From the records below, output exactly the lines running from the line containing "#[serde(transparent)]" through the line containing "impl std::fmt::Display for", and no others.

--- ENTRIES PROVIDED ---

▽

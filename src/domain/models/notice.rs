//! Accumulated human-readable notices on reservations, delegations and units.

use serde::{Deserialize, Serialize};

/// Ordered list of notices recorded against an entity.
///
/// Notices are safe to surface to the counterparty; protocol updates carry
/// the joined rendering in their `message` field.
#[derive(Debug, Clone, Default, PartialEq, Eq, Serialize, Deserialize)]
#[serde(transparent)]
pub struct Notice {
    entries: Vec<String>,
}

impl Notice {
    pub fn new() -> Self {
        Self::default()
    }

    pub fn add(&mut self, message: impl Into<String>) {
        let message = message.into();
        if !message.is_empty() {
            self.entries.push(message);
        }
    }

    pub fn is_empty(&self) -> bool {
        self.entries.is_empty()
    }

    pub fn clear(&mut self) {
        self.entries.clear();
    }

    /// All notices joined into one displayable string.
    pub fn joined(&self) -> String {
        self.entries.join("; ")
    }

    pub fn entries(&self) -> &[String] {
        &self.entries
    }
}

impl std::fmt::Display for Notice {
    fn fmt(&self, f: &mut std::fmt::Formatter<'_>) -> std::fmt::Result {
        write!(f, "{}", self.joined())
    }
}

#[cfg(test)]
mod tests {
    use super::*;

    #[test]
    fn empty_messages_are_dropped() {
        let mut notice = Notice::new();
        notice.add("");
        assert!(notice.is_empty());
        notice.add("ticket rejected");
        notice.add("closed by client");
        assert_eq!(notice.joined(), "ticket rejected; closed by client");
    }
}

△

--- YOUR SOLUTION ---
#[serde(transparent)]
pub struct Notice {
    entries: Vec<String>,
}

impl Notice {
    pub fn new() -> Self {
        Self::default()
    }

    pub fn add(&mut self, message: impl Into<String>) {
        let message = message.into();
        if !message.is_empty() {
            self.entries.push(message);
        }
    }

    pub fn is_empty(&self) -> bool {
        self.entries.is_empty()
    }

    pub fn clear(&mut self) {
        self.entries.clear();
    }

    /// All notices joined into one displayable string.
    pub fn joined(&self) -> String {
        self.entries.join("; ")
    }

    pub fn entries(&self) -> &[String] {
        &self.entries
    }
}

impl std::fmt::Display for Notice {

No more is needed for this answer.